[Saved data entries]
──────
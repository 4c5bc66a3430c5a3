use std::fmt;
use std::str::FromStr;

use serde::{Deserialize, Deserializer, Serialize, Serializer};

use crate::foundation::core::{Rgb, Rgba, Vector};
use crate::foundation::error::{WorldviewError, WorldviewResult};
use crate::model::layout::{
    BooleanOperationKind, CounterAxisAlign, LayoutMode, LayoutPositioning, PrimaryAxisAlign,
};
use crate::model::paint::{GradientKind, GradientPaint, ScaleMode};
use crate::model::reaction::Reaction;
use crate::model::text::{
    FontName, LetterSpacing, LineHeight, TextAlignHorizontal, TextAlignVertical, Truncation,
};
use crate::model::vector::{VectorNetwork, VectorPath};

/// Native node identity, `"page:index"` on the wire.
#[derive(Clone, Copy, Debug, Default, PartialEq, Eq, PartialOrd, Ord, Hash)]
pub struct NodeId {
    page: u16,
    index: u32,
}

impl NodeId {
    pub const fn new(page: u16, index: u32) -> Self {
        Self { page, index }
    }

    pub fn page(self) -> u16 {
        self.page
    }

    pub fn index(self) -> u32 {
        self.index
    }
}

impl fmt::Display for NodeId {
    fn fmt(&self, f: &mut fmt::Formatter<'_>) -> fmt::Result {
        write!(f, "{}:{}", self.page, self.index)
    }
}

impl FromStr for NodeId {
    type Err = WorldviewError;

    fn from_str(s: &str) -> Result<Self, Self::Err> {
        let (page, index) = s
            .split_once(':')
            .ok_or_else(|| WorldviewError::validation(format!("malformed node id \"{s}\"")))?;
        let page = page
            .parse()
            .map_err(|_| WorldviewError::validation(format!("malformed node id \"{s}\"")))?;
        let index = index
            .parse()
            .map_err(|_| WorldviewError::validation(format!("malformed node id \"{s}\"")))?;
        Ok(Self { page, index })
    }
}

impl Serialize for NodeId {
    fn serialize<S: Serializer>(&self, serializer: S) -> Result<S::Ok, S::Error> {
        serializer.collect_str(self)
    }
}

impl<'de> Deserialize<'de> for NodeId {
    fn deserialize<D: Deserializer<'de>>(deserializer: D) -> Result<Self, D::Error> {
        let s = String::deserialize(deserializer)?;
        s.parse().map_err(serde::de::Error::custom)
    }
}

#[derive(Clone, Copy, Debug, PartialEq, Eq, Hash, Serialize, Deserialize)]
#[serde(rename_all = "SCREAMING_SNAKE_CASE")]
pub enum NativeKind {
    Page,
    Section,
    Frame,
    Group,
    Component,
    ComponentSet,
    Instance,
    Rectangle,
    Ellipse,
    Polygon,
    Star,
    Line,
    Vector,
    Text,
    BooleanOperation,
    Slice,
}

impl NativeKind {
    pub fn as_str(self) -> &'static str {
        match self {
            Self::Page => "PAGE",
            Self::Section => "SECTION",
            Self::Frame => "FRAME",
            Self::Group => "GROUP",
            Self::Component => "COMPONENT",
            Self::ComponentSet => "COMPONENT_SET",
            Self::Instance => "INSTANCE",
            Self::Rectangle => "RECTANGLE",
            Self::Ellipse => "ELLIPSE",
            Self::Polygon => "POLYGON",
            Self::Star => "STAR",
            Self::Line => "LINE",
            Self::Vector => "VECTOR",
            Self::Text => "TEXT",
            Self::BooleanOperation => "BOOLEAN_OPERATION",
            Self::Slice => "SLICE",
        }
    }

    pub fn accepts_children(self) -> bool {
        matches!(
            self,
            Self::Page
                | Self::Section
                | Self::Frame
                | Self::Group
                | Self::Component
                | Self::ComponentSet
                | Self::Instance
                | Self::BooleanOperation
        )
    }

    /// Frame-like kinds that can be extracted as containers.
    pub fn is_frame_like(self) -> bool {
        matches!(
            self,
            Self::Frame | Self::Component | Self::ComponentSet | Self::Instance
        )
    }

    pub fn has_fills(self) -> bool {
        !matches!(self, Self::Page | Self::Group | Self::Slice)
    }

    pub fn has_strokes(self) -> bool {
        !matches!(
            self,
            Self::Page | Self::Group | Self::Slice | Self::BooleanOperation
        )
    }
}

impl fmt::Display for NativeKind {
    fn fmt(&self, f: &mut fmt::Formatter<'_>) -> fmt::Result {
        f.write_str(self.as_str())
    }
}

/// A property that is `MIXED` when it differs across the node's content.
#[derive(Clone, Debug, PartialEq)]
pub enum Mixed<T> {
    Mixed,
    Value(T),
}

impl<T> Mixed<T> {
    pub fn value(&self) -> Option<&T> {
        match self {
            Self::Value(v) => Some(v),
            Self::Mixed => None,
        }
    }

    pub fn is_mixed(&self) -> bool {
        matches!(self, Self::Mixed)
    }
}

impl<T: Default> Default for Mixed<T> {
    fn default() -> Self {
        Self::Value(T::default())
    }
}

impl<T> From<T> for Mixed<T> {
    fn from(value: T) -> Self {
        Self::Value(value)
    }
}

#[derive(Serialize, Deserialize)]
enum MixedMarker {
    #[serde(rename = "MIXED")]
    Mixed,
}

impl<T: Serialize> Serialize for Mixed<T> {
    fn serialize<S: Serializer>(&self, serializer: S) -> Result<S::Ok, S::Error> {
        match self {
            Self::Mixed => MixedMarker::Mixed.serialize(serializer),
            Self::Value(v) => v.serialize(serializer),
        }
    }
}

impl<'de, T: Deserialize<'de>> Deserialize<'de> for Mixed<T> {
    fn deserialize<D: Deserializer<'de>>(deserializer: D) -> Result<Self, D::Error> {
        #[derive(Deserialize)]
        #[serde(untagged)]
        enum Repr<T> {
            Marker(MixedMarker),
            Value(T),
        }

        Ok(match Repr::deserialize(deserializer)? {
            Repr::Marker(MixedMarker::Mixed) => Self::Mixed,
            Repr::Value(v) => Self::Value(v),
        })
    }
}

/// One entry of a native paint stack. Color and opacity are stored apart.
#[derive(Clone, Debug, PartialEq, Serialize, Deserialize)]
#[serde(rename_all = "camelCase")]
pub struct NativePaint {
    #[serde(flatten)]
    pub kind: NativePaintKind,
    #[serde(default = "one")]
    pub opacity: f64,
    #[serde(default = "yes")]
    pub visible: bool,
}

fn one() -> f64 {
    1.0
}

fn yes() -> bool {
    true
}

#[derive(Clone, Debug, PartialEq, Serialize, Deserialize)]
#[serde(tag = "type", rename_all = "SCREAMING_SNAKE_CASE")]
pub enum NativePaintKind {
    Solid(NativeSolid),
    Image(NativeImage),
    GradientLinear(GradientPaint),
    GradientRadial(GradientPaint),
    GradientDiamond(GradientPaint),
    GradientAngular(GradientPaint),
}

#[derive(Clone, Debug, PartialEq, Serialize, Deserialize)]
#[serde(rename_all = "camelCase")]
pub struct NativeSolid {
    pub color: Rgb,
    /// Id of the color variable this paint is bound to.
    #[serde(default, skip_serializing_if = "Option::is_none")]
    pub bound_variable: Option<String>,
}

#[derive(Clone, Debug, PartialEq, Serialize, Deserialize)]
#[serde(rename_all = "camelCase")]
pub struct NativeImage {
    #[serde(default)]
    pub scale_mode: ScaleMode,
    pub image_hash: Option<String>,
}

impl NativePaint {
    pub fn solid(color: Rgb, opacity: f64) -> Self {
        Self {
            kind: NativePaintKind::Solid(NativeSolid {
                color,
                bound_variable: None,
            }),
            opacity,
            visible: true,
        }
    }

    pub fn image(image_hash: Option<String>, scale_mode: ScaleMode) -> Self {
        Self {
            kind: NativePaintKind::Image(NativeImage {
                scale_mode,
                image_hash,
            }),
            opacity: 1.0,
            visible: true,
        }
    }

    pub fn gradient(kind: GradientKind, gradient: GradientPaint) -> Self {
        let kind = match kind {
            GradientKind::GradientLinear => NativePaintKind::GradientLinear(gradient),
            GradientKind::GradientRadial => NativePaintKind::GradientRadial(gradient),
            GradientKind::GradientDiamond => NativePaintKind::GradientDiamond(gradient),
            GradientKind::GradientAngular => NativePaintKind::GradientAngular(gradient),
        };
        Self {
            kind,
            opacity: 1.0,
            visible: true,
        }
    }

    pub fn hidden(mut self) -> Self {
        self.visible = false;
        self
    }

    /// Color with opacity folded into alpha, for solid paints.
    pub fn solid_rgba(&self) -> Option<Rgba> {
        match &self.kind {
            NativePaintKind::Solid(s) => Some(s.color.with_alpha(self.opacity)),
            _ => None,
        }
    }
}

#[derive(Clone, Copy, Debug, Default, PartialEq, Serialize, Deserialize)]
pub struct StrokeWeights {
    pub top: f64,
    pub right: f64,
    pub bottom: f64,
    pub left: f64,
}

impl StrokeWeights {
    pub fn uniform(weight: f64) -> Self {
        Self {
            top: weight,
            right: weight,
            bottom: weight,
            left: weight,
        }
    }

    /// The scalar weight, `MIXED` when edges differ.
    pub fn scalar(&self) -> Mixed<f64> {
        if self.top == self.right && self.top == self.bottom && self.top == self.left {
            Mixed::Value(self.top)
        } else {
            Mixed::Mixed
        }
    }
}

#[derive(Clone, Copy, Debug, Default, PartialEq, Serialize, Deserialize)]
#[serde(rename_all = "camelCase")]
pub struct NativeRadii {
    pub top_left: f64,
    pub top_right: f64,
    pub bottom_left: f64,
    pub bottom_right: f64,
}

#[derive(Clone, Debug, PartialEq, Serialize, Deserialize)]
#[serde(tag = "type", rename_all = "SCREAMING_SNAKE_CASE")]
pub enum NativeEffect {
    DropShadow(NativeShadow),
    InnerShadow(NativeShadow),
    LayerBlur(NativeBlur),
    BackgroundBlur(NativeBlur),
}

#[derive(Clone, Debug, PartialEq, Serialize, Deserialize)]
#[serde(rename_all = "camelCase")]
pub struct NativeShadow {
    pub color: Rgba,
    pub offset: Vector,
    pub radius: f64,
    #[serde(default, skip_serializing_if = "Option::is_none")]
    pub spread: Option<f64>,
    #[serde(default = "yes")]
    pub visible: bool,
    #[serde(default = "normal_blend")]
    pub blend_mode: String,
}

fn normal_blend() -> String {
    "NORMAL".to_string()
}

#[derive(Clone, Debug, PartialEq, Serialize, Deserialize)]
pub struct NativeBlur {
    pub radius: f64,
    #[serde(default = "yes")]
    pub visible: bool,
}

#[derive(Clone, Debug, PartialEq, Serialize, Deserialize)]
#[serde(default, rename_all = "camelCase")]
pub struct NativeLayout {
    pub layout_mode: LayoutMode,
    pub layout_positioning: LayoutPositioning,
    pub primary_axis_align_items: PrimaryAxisAlign,
    pub counter_axis_align_items: CounterAxisAlign,
    pub item_spacing: f64,
    pub padding_top: f64,
    pub padding_bottom: f64,
    pub padding_left: f64,
    pub padding_right: f64,
}

impl Default for NativeLayout {
    fn default() -> Self {
        Self {
            layout_mode: LayoutMode::None,
            layout_positioning: LayoutPositioning::Auto,
            primary_axis_align_items: PrimaryAxisAlign::Min,
            counter_axis_align_items: CounterAxisAlign::Min,
            item_spacing: 0.0,
            padding_top: 0.0,
            padding_bottom: 0.0,
            padding_left: 0.0,
            padding_right: 0.0,
        }
    }
}

/// Host text cases; the portable format keeps only the first three.
#[derive(Clone, Copy, Debug, Default, PartialEq, Eq, Serialize, Deserialize)]
#[serde(rename_all = "SCREAMING_SNAKE_CASE")]
pub enum NativeTextCase {
    #[default]
    Original,
    Upper,
    Lower,
    Title,
    SmallCaps,
    SmallCapsForced,
}

#[derive(Clone, Debug, PartialEq, Serialize, Deserialize)]
#[serde(default, rename_all = "camelCase")]
pub struct TextProps {
    pub characters: String,
    pub font_name: Mixed<FontName>,
    pub font_size: Mixed<f64>,
    pub font_weight: Mixed<u32>,
    pub letter_spacing: Mixed<LetterSpacing>,
    pub line_height: Mixed<LineHeight>,
    pub text_align_horizontal: TextAlignHorizontal,
    pub text_align_vertical: TextAlignVertical,
    pub text_case: Mixed<NativeTextCase>,
    pub text_truncation: Truncation,
}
──────
### TASK TO COMPLETE
Reproduce every line in the data that has the word "scalar" in it.

### THE COMPLETED TASK
    /// The scalar weight, `MIXED` when edges differ.
    pub fn scalar(&self) -> Mixed<f64> {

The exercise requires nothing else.